Del Pino Marta, Martí Cristina, Torras Ines, Henere Carla, Munmany Meritxell, Marimon Lorena, Saco Adela, Torné Aureli, Ordi Jaume
Institute Clinic of Gynecology, Obstetrics, and Neonatology, Hospital Clínic, 08036 Barcelona, Spain.
Institut d'Investigacions Biomèdiques August Pi i Sunyer (IDIBAPS), Universitat de Barcelona, 08036 Barcelona, Spain.
Vaccines (Basel). 2020 May 23;8(2):245. doi: 10.3390/vaccines8020245.

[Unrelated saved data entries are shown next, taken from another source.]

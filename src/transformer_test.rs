use anyhow::Result;
use serde_json::json;

use crate::config::Config;
use crate::detect::Dialect;
use crate::error::TransformError;
use crate::fixtures;
use crate::params::{self, SECTION_CONFIGURATION, SECTION_METADATA};
use crate::steps;
use crate::transformer::*;
use crate::xrd::{ResourceDefinition, ResourceScope};

fn transformer() -> Result<XrdTransformer> {
    XrdTransformer::new(Config::default())
}

fn templates(entities: &[Entity]) -> Vec<&crate::Template> {
    entities.iter().filter_map(Entity::as_template).collect()
}

#[test]
fn new_refuses_invalid_config() {
    let config = Config {
        publish_enabled: true,
        ..Default::default()
    };

    let err = XrdTransformer::new(config).expect_err("expected an invalid config to be refused");

    let err = err.downcast::<TransformError>().expect("expected a transform error");
    assert!(matches!(err, TransformError::InvalidConfig(_)), "unexpected error {:?}", err);
}

#[test]
fn transformer_is_shareable_across_threads() {
    fn assert_send_sync<T: Send + Sync>() {}
    assert_send_sync::<XrdTransformer>();
}

#[test]
fn scenario_modern_namespaced() -> Result<()> {
    let xrd = fixtures::definition(fixtures::MODERN_NAMESPACED)?;

    let entities = transformer()?.transform(&xrd);

    assert!(entities.len() == 2, "expected a template & an API entity, got {}", entities.len());
    let template = entities[0].as_template().expect("expected the template first");
    assert!(entities[1].as_api().is_some(), "expected the API entity second");

    let metadata = template.section(SECTION_METADATA).expect("expected a metadata section");
    assert!(
        metadata.properties.names() == vec![params::PARAM_NAME, params::PARAM_OWNER, params::PARAM_NAMESPACE],
        "unexpected metadata fields {:?}",
        metadata.properties.names()
    );
    let configuration = template.section(SECTION_CONFIGURATION).expect("expected a configuration section");
    let engine = configuration.properties.get("engine").expect("expected an engine field");
    assert!(engine.enum_ == Some(vec![json!("postgres"), json!("mysql")]), "unexpected engine enum {:?}", engine.enum_);
    let storage = configuration.properties.get("storage").expect("expected a storage field");
    assert!(storage.type_ == "number", "unexpected storage type {}", storage.type_);
    assert!(storage.minimum == Some(10.0) && storage.maximum == Some(1000.0), "unexpected storage bounds {:?}", storage);

    let create = template.step(steps::STEP_CREATE).expect("expected a creation step");
    let manifest = create.input.get("manifest").expect("expected a manifest").render()?;
    assert!(manifest["spec"]["crossplane"]["compositionSelector"].is_object(), "expected a composition selector, got {}", manifest);
    assert!(manifest["metadata"]["namespace"] == json!("${{ parameters.namespace }}"), "expected a namespace, got {}", manifest);
    Ok(())
}

#[test]
fn scenario_legacy_claim() -> Result<()> {
    let xrd = fixtures::definition(fixtures::LEGACY_CLAIM)?;

    let entities = transformer()?.transform(&xrd);

    let templates = templates(&entities);
    assert!(templates.len() == 1, "expected one template, got {}", templates.len());
    let template = templates[0];
    assert!(template.metadata.title == "Create FooClaim", "unexpected title {}", template.metadata.title);
    let create = template.step(steps::STEP_CREATE).expect("expected a creation step");
    assert!(create.name == "Create FooClaim", "unexpected step name {}", create.name);
    let manifest = create.input.get("manifest").expect("expected a manifest").render()?;
    assert!(manifest["kind"] == json!("FooClaim"), "unexpected kind {}", manifest["kind"]);
    assert!(manifest["spec"]["compositionRef"]["name"] == json!("foo-default"), "expected a named composition, got {}", manifest);
    assert!(
        template.section(SECTION_METADATA).map(|section| section.has(params::PARAM_NAMESPACE)) == Some(true),
        "expected a namespace field for claims"
    );

    let mut cluster_scoped = xrd.clone();
    cluster_scoped.api_version = "apiextensions.crossplane.io/v1".into();
    let preview = transformer()?.preview(&cluster_scoped);
    assert!(preview.requires_namespace, "expected legacy claims to always require a namespace");
    Ok(())
}

#[test]
fn scenario_legacy_cluster_claims() -> Result<()> {
    let xrd = fixtures::definition(fixtures::LEGACY_CLUSTER_CLAIM)?;
    let transformer = transformer()?;

    let preview = transformer.preview(&xrd);
    assert!(preview.dialect == Dialect::Modern, "unexpected dialect {}", preview.dialect);
    assert!(preview.uses_claims, "expected claims to be used");

    let entities = transformer.transform(&xrd);
    let template = entities[0].as_template().expect("expected a template");
    let create = template.step(steps::STEP_CREATE).expect("expected a creation step");
    assert!(create.name == "Create Bucket", "expected the claim kind, got {}", create.name);
    Ok(())
}

#[test]
fn scenario_nothing_served() -> Result<()> {
    let xrd = fixtures::definition(fixtures::NOTHING_SERVED)?;
    let transformer = transformer()?;

    let reasons = transformer.can_transform(&xrd);
    assert!(reasons == vec!["definition has no served versions".to_string()], "unexpected reasons {:?}", reasons);
    let entities = transformer.transform(&xrd);
    assert!(entities.is_empty(), "expected no entities, got {}", entities.len());
    Ok(())
}

#[test]
fn scenario_multi_cluster() -> Result<()> {
    let xrd = fixtures::definition(fixtures::MULTI_CLUSTER)?;

    let entities = transformer()?.transform(&xrd);

    let template = entities[0].as_template().expect("expected a template");
    let metadata = template.section(SECTION_METADATA).expect("expected a metadata section");
    let cluster = metadata.properties.get(params::PARAM_CLUSTER).expect("expected a cluster field");
    assert!(
        cluster.enum_ == Some(vec![json!("dev"), json!("staging"), json!("prod")]),
        "unexpected cluster values {:?}",
        cluster.enum_
    );
    let create = template.step(steps::STEP_CREATE).expect("expected a creation step");
    let cluster_ref = create.input.get("clusterName").expect("expected a cluster input").render()?;
    assert!(cluster_ref == json!("${{ parameters.cluster }}"), "unexpected cluster input {}", cluster_ref);
    Ok(())
}

#[test]
fn only_served_versions_yield_entities() -> Result<()> {
    let xrd = fixtures::definition(fixtures::MULTI_VERSION)?;

    let entities = transformer()?.transform(&xrd);

    let names: Vec<_> = entities.iter().map(Entity::name).collect();
    let expected = vec![
        "xcaches-v1alpha1",
        "xcaches-platform-example-org-v1alpha1",
        "xcaches-v1",
        "xcaches-platform-example-org-v1",
    ];
    assert!(names == expected, "unexpected entities, got {:?}, expected {:?}", names, expected);
    assert!(!names.iter().any(|name| name.contains("v1beta1")), "expected the unserved version to be skipped");
    Ok(())
}

#[test]
fn output_modes_select_artifacts() -> Result<()> {
    let xrd = fixtures::definition(fixtures::MULTI_VERSION)?;
    let transformer = transformer()?;

    let templates = transformer.transform_with(&xrd, OutputMode::TemplatesOnly);
    assert!(templates.len() == 2 && templates.iter().all(|e| e.as_template().is_some()), "expected only templates, got {}", templates.len());
    let apis = transformer.transform_with(&xrd, OutputMode::ApiEntitiesOnly);
    assert!(apis.len() == 2 && apis.iter().all(|e| e.as_api().is_some()), "expected only API entities, got {}", apis.len());

    assert!(transformer.templates(&xrd).len() == 2, "expected two templates");
    assert!(transformer.api_entities(&xrd).len() == 2, "expected two API entities");
    Ok(())
}

#[test]
fn transformation_is_idempotent() -> Result<()> {
    let transformer = transformer()?;
    for xrd in fixtures::transformable()? {
        let first = serde_json::to_value(transformer.transform(&xrd))?;
        let second = serde_json::to_value(transformer.transform(&xrd))?;
        assert!(first == second, "expected identical output for {}", xrd.name());
    }
    Ok(())
}

#[test]
fn returned_templates_hold_invariants() -> Result<()> {
    let transformer = XrdTransformer::new(fixtures::publishing_config()?)?;
    for xrd in fixtures::transformable()? {
        let preview = transformer.preview(&xrd);
        for entity in transformer.transform(&xrd) {
            let template = match entity.as_template() {
                Some(template) => template,
                None => continue,
            };
            assert!(!template.spec.parameters.is_empty(), "expected parameter sections in {}", template.metadata.name);
            assert!(!template.spec.steps.is_empty(), "expected steps in {}", template.metadata.name);
            assert!(crate::utils::is_valid_name(&template.metadata.name), "invalid name {}", template.metadata.name);

            let metadata = template.section(SECTION_METADATA).expect("expected a metadata section");
            assert!(
                metadata.has(params::PARAM_NAMESPACE) == (preview.uses_claims || preview.scope == ResourceScope::Namespaced),
                "unexpected namespace field presence in {}",
                template.metadata.name
            );
            assert!(
                metadata.has(params::PARAM_CLUSTER) == (xrd.clusters.len() > 1),
                "unexpected cluster field presence in {}",
                template.metadata.name
            );
        }
    }
    Ok(())
}

#[test]
fn per_version_failures_are_isolated() -> Result<()> {
    let mut xrd = fixtures::definition(fixtures::MULTI_VERSION)?;
    // A name made only of disallowed characters normalizes to nothing.
    let annotations = xrd.metadata.annotations.get_or_insert_with(Default::default);
    annotations.insert("crossplane.backstage.io/template-name".into(), "...".into());
    xrd.spec.versions[0].name = "!!!".into();

    let entities = transformer()?.transform(&xrd);

    let names: Vec<_> = entities.iter().map(Entity::name).collect();
    assert!(
        !templates(&entities).iter().any(|template| template.metadata.name.is_empty()),
        "expected invalid templates to be discarded, got {:?}",
        names
    );
    assert!(templates(&entities).len() == 1, "expected only the valid version's template, got {:?}", names);
    assert!(entities.iter().filter(|e| e.as_api().is_some()).count() == 2, "expected API entities to be unaffected, got {:?}", names);
    Ok(())
}

#[test]
fn build_template_reports_violations() -> Result<()> {
    let mut xrd = fixtures::definition(fixtures::MODERN_NAMESPACED)?;
    let annotations = xrd.metadata.annotations.get_or_insert_with(Default::default);
    annotations.insert("crossplane.backstage.io/template-name".into(), "___".into());
    let transformer = transformer()?;
    let detection = crate::VersionDetector.detect(&xrd);

    let err = transformer
        .build_template(&xrd, &xrd.spec.versions[0], &detection)
        .expect_err("expected an invalid template to be refused");

    let err = err.downcast::<TransformError>()?;
    match err {
        TransformError::InvalidTemplate { violations, .. } => {
            assert!(violations == vec!["template name must not be empty".to_string()], "unexpected violations {:?}", violations)
        }
        other => panic!("unexpected error {:?}", other),
    }
    Ok(())
}

#[test]
fn can_transform_reports_every_reason() {
    let transformer = transformer().expect("expected a transformer");
    let mut xrd = ResourceDefinition::default();

    let reasons = transformer.can_transform(&xrd);
    let expected = vec![
        "definition has no name".to_string(),
        "definition has no group".into(),
        "definition has no kind".into(),
        "definition has no versions".into(),
    ];
    assert!(reasons == expected, "unexpected reasons, got {:?}, expected {:?}", reasons, expected);

    xrd.metadata.name = Some("xthings.example.org".into());
    xrd.spec.group = "example.org".into();
    xrd.spec.names.kind = "XThing".into();
    xrd.spec.versions = vec![crate::Version {
        name: "v1".into(),
        served: true,
        ..Default::default()
    }];
    let reasons = transformer.can_transform(&xrd);
    assert!(reasons == vec!["served version `v1` has no schema".to_string()], "unexpected reasons {:?}", reasons);
    assert!(transformer.transform(&xrd).is_empty(), "expected a definition without schema to yield nothing");
}

#[test]
fn preview_summarizes_without_generating() -> Result<()> {
    let xrd = fixtures::definition(fixtures::MULTI_VERSION)?;

    let preview = transformer()?.preview(&xrd);

    assert!(preview.scope == ResourceScope::Namespaced, "unexpected scope {}", preview.scope);
    assert!(preview.requires_namespace, "expected a namespace requirement");
    assert!(!preview.multi_cluster, "expected a single cluster definition");
    assert!(preview.resolved_kind == "XCache", "unexpected kind {}", preview.resolved_kind);
    let versions: Vec<_> = preview.versions.iter().map(|v| (v.name.as_str(), v.served, v.deprecated, v.has_schema)).collect();
    let expected = vec![("v1alpha1", true, true, true), ("v1beta1", false, false, true), ("v1", true, false, true)];
    assert!(versions == expected, "unexpected version summaries, got {:?}, expected {:?}", versions, expected);
    Ok(())
}

#[test]
fn transform_all_skips_bad_definitions() -> Result<()> {
    let xrds = vec![
        fixtures::definition(fixtures::MODERN_NAMESPACED)?,
        fixtures::definition(fixtures::NOTHING_SERVED)?,
        fixtures::definition(fixtures::LEGACY_CLAIM)?,
    ];

    let entities = transformer()?.transform_all(&xrds, OutputMode::Combined);

    let names: Vec<_> = entities.iter().map(Entity::name).collect();
    let expected = vec!["xdatabases", "xdatabases-platform-example-org", "fooclaims", "xfoos-example-org"];
    assert!(names == expected, "unexpected entities, got {:?}, expected {:?}", names, expected);
    Ok(())
}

Recent studies have shown preliminary evidence that vaccination against human papillomavirus (HPV) could decrease the risk of persistent/recurrent HSIL in women treated for high-grade cervical intraepithelial lesion (HSIL). We aimed to determine the benefits of HPV vaccination in patients undergoing conization for HSIL in real-life conditions and evaluate vaccination compliance associated with different funding policies. From January 2013 to July 2018, 265 women underwent conization in our center. From January 2013 to July 2017, treated patients ( = 131) had to pay for the vaccine, whereas after July 2017 the vaccine was publicly funded and free for treated women ( = 134). Post-conization follow-up controls were scheduled every six months with a Pap smear, HPV testing, and a colposcopy. 153 (57.7%) women accepted vaccination (vaccinated group), and 112 (42.3%) refused the vaccine (non-vaccinated group). Persistent/recurrent HSIL was less frequent in vaccinated than in non-vaccinated women (3.3% vs. 10.7%, = 0.015). HPV vaccination was associated with a reduced risk of persistent/recurrent HSIL (OR 0.2, 95%CI: 0.1-0.7, = 0.010). Vaccination compliance increased when the vaccine was publicly funded (from 35.9% [47/131] to 79.1% [106/134], < 0.001). HPV vaccination in women undergoing conization is associated with a 4.5-fold reduction in the risk of persistent/recurrent HSIL. Vaccination policies have an important impact on vaccination compliance.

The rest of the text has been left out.